Records from a data source
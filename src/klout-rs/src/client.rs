use crate::models::{ScoreEntry, ScoreRecord, UsersEnvelope};
use crate::{ClientConfig, ClientError, Result, Transport, User};
use serde_json::Value;
use tracing::warn;

/// One or more screen names, normalized to the comma-joined form the API
/// expects in its `users` parameter
#[derive(Debug, Clone, PartialEq, Eq)]
pub struct ScreenNames(String);

impl ScreenNames {
    /// Comma-joined value for the `users` parameter
    pub fn as_param(&self) -> &str {
        &self.0
    }
}

fn join_names<S: AsRef<str>>(names: &[S]) -> String {
    names.iter().map(AsRef::as_ref).collect::<Vec<_>>().join(",")
}

impl From<&str> for ScreenNames {
    fn from(names: &str) -> Self {
        Self(names.to_string())
    }
}

impl From<String> for ScreenNames {
    fn from(names: String) -> Self {
        Self(names)
    }
}

impl From<&String> for ScreenNames {
    fn from(names: &String) -> Self {
        Self(names.clone())
    }
}

impl<S: AsRef<str>> From<&[S]> for ScreenNames {
    fn from(names: &[S]) -> Self {
        Self(join_names(names))
    }
}

impl<S: AsRef<str>> From<Vec<S>> for ScreenNames {
    fn from(names: Vec<S>) -> Self {
        Self(join_names(&names))
    }
}

impl<S: AsRef<str>, const N: usize> From<[S; N]> for ScreenNames {
    fn from(names: [S; N]) -> Self {
        Self(join_names(&names))
    }
}

/// Klout REST API Client
pub struct Client {
    transport: Transport,
}

impl Client {
    /// Create a client for the public API host
    pub fn new(api_key: impl Into<String>) -> Result<Self> {
        Self::with_config(ClientConfig::new(api_key))
    }

    /// Create a client from an explicit config
    pub fn with_config(config: ClientConfig) -> Result<Self> {
        Ok(Self {
            transport: Transport::new(config)?,
        })
    }

    /// Transport shared with the users this client creates
    pub fn transport(&self) -> &Transport {
        &self.transport
    }

    /// Klout scores for one or more users, in the order the API returns them
    pub async fn scores(&self, users: impl Into<ScreenNames>) -> Result<Vec<ScoreRecord>> {
        let users = users.into();
        let data = self
            .transport
            .get("klout", &[("users", users.as_param())])
            .await?;

        let envelope: UsersEnvelope<ScoreEntry> = serde_json::from_value(data)?;
        Ok(envelope.users.into_iter().map(ScoreEntry::into_record).collect())
    }

    /// Full profiles for one or more users
    ///
    /// A 404 from the API means none of the accounts exist and is reported
    /// as [`ClientError::Account`].
    pub async fn users(&self, users: impl Into<ScreenNames>) -> Result<Vec<User>> {
        let users = users.into();
        let data = self
            .transport
            .get("users/show", &[("users", users.as_param())])
            .await
            .map_err(|e| account_error(e, users.as_param()))?;

        let envelope: UsersEnvelope<Value> = serde_json::from_value(data)?;
        Ok(envelope
            .users
            .into_iter()
            .map(|record| User::from_record(self.transport.clone(), record))
            .collect())
    }

    /// Fetch a single user's profile by screen name
    pub async fn user(&self, name: &str) -> Result<User> {
        User::fetch(self.transport.clone(), name).await
    }
}

/// Downgrade a 404 into an account error naming `users`
pub(crate) fn account_error(err: ClientError, users: &str) -> ClientError {
    if err.is_not_found() {
        warn!("No Klout account for '{}'", users);
        ClientError::Account {
            users: users.to_string(),
        }
    } else {
        err
    }
}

→ **Problem statement**
The answer should be one number, namely how many lines of the entries above include the string "parameter".

→ **Exercise solution**
2